● Work item
The output should be every line below that includes the word "print".

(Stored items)
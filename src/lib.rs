pub mod cli;
pub mod color;
pub mod config;
pub mod error;
pub mod markdown;
pub mod monitor;
pub mod output;
pub mod table;
pub mod terminal;
pub mod utils;

use anyhow::Result;
use clap::ArgMatches;
use cli::{Cli, Command, ConvertArgs, MarkdownArgs, PaletteArgs};
use color::{FALLBACK_HEX, generate_palette, is_valid_hex};
use config::Config;
use error::DevboxError;
use markdown::MarkdownRenderer;
use std::io::{self, Read, Write};
use std::path::Path;

/// Main entry point for the devbox application
pub fn run(cli: Cli, matches: &ArgMatches) -> Result<()> {
    let config = Config::from_cli(&cli, matches)?;

    match &cli.command {
        Command::Markdown(args) => run_markdown(args, &config),
        Command::Palette(args) => run_palette(args, &config),
        Command::Convert(args) => run_convert(args, &config),
    }
}

/// Render Markdown to HTML, optionally as a complete document
pub fn render_document(markdown: &str, standalone: bool) -> String {
    let fragment = MarkdownRenderer::new().render(markdown);

    if standalone {
        let title = utils::extract_title(markdown);
        utils::wrap_html_document(title.as_deref(), &fragment)
    } else {
        fragment
    }
}

/// Write `html` to `path`, or to stdout when no path is given
pub fn write_output(html: &str, path: Option<&Path>) -> Result<()> {
    match path {
        Some(path) => {
            let mut content = html.to_string();
            if !content.ends_with('\n') {
                content.push('\n');
            }
            std::fs::write(path, content)?;
        }
        None => {
            let mut stdout = io::stdout().lock();
            writeln!(stdout, "{}", html)?;
            stdout.flush()?;
        }
    }
    Ok(())
}

fn run_markdown(args: &MarkdownArgs, config: &Config) -> Result<()> {
    let content = get_input_content(args.filename.as_deref())?;
    let html = render_document(&content, config.standalone);
    write_output(&html, args.output.as_deref())?;

    if args.monitor {
        match args.filename.as_deref() {
            Some(filename) if filename != "-" => {
                monitor::watch_file(filename, config, args.output.as_deref())?;
            }
            _ => log::warn!("--monitor needs a file argument; ignoring it for stdin input"),
        }
    }

    Ok(())
}

fn run_palette(args: &PaletteArgs, config: &Config) -> Result<()> {
    let raw = args.color.as_deref().unwrap_or(&config.base_color);
    warn_on_fallback(raw);

    let palette = generate_palette(raw);
    let rendered = output::format_palette(&palette, config.palette_format, no_colors(config))?;
    print!("{}", rendered);
    Ok(())
}

fn run_convert(args: &ConvertArgs, config: &Config) -> Result<()> {
    warn_on_fallback(&args.color);
    print!("{}", output::format_conversion(&args.color, no_colors(config)));
    Ok(())
}

fn no_colors(config: &Config) -> bool {
    config.no_colors || !terminal::supports_color()
}

fn warn_on_fallback(raw: &str) {
    if !is_valid_hex(raw) {
        log::warn!(
            "'{}' is not a 3 or 6 digit hex color; using {}",
            raw,
            FALLBACK_HEX
        );
    }
}

fn get_input_content(filename: Option<&str>) -> Result<String> {
    let mut content = match filename {
        Some(filename) if filename != "-" => {
            let path = Path::new(filename);
            if !path.exists() {
                anyhow::bail!("File not found: {}", filename);
            }
            std::fs::read_to_string(path).map_err(DevboxError::from)?
        }
        _ => {
            let mut content = String::new();
            io::stdin()
                .read_to_string(&mut content)
                .map_err(DevboxError::from)?;
            content
        }
    };

    utils::strip_leading_bom(&mut content);
    Ok(content)
}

● Answer to this problem
    print!("{}", rendered);
    print!("{}", output::format_conversion(&args.color, no_colors(config)));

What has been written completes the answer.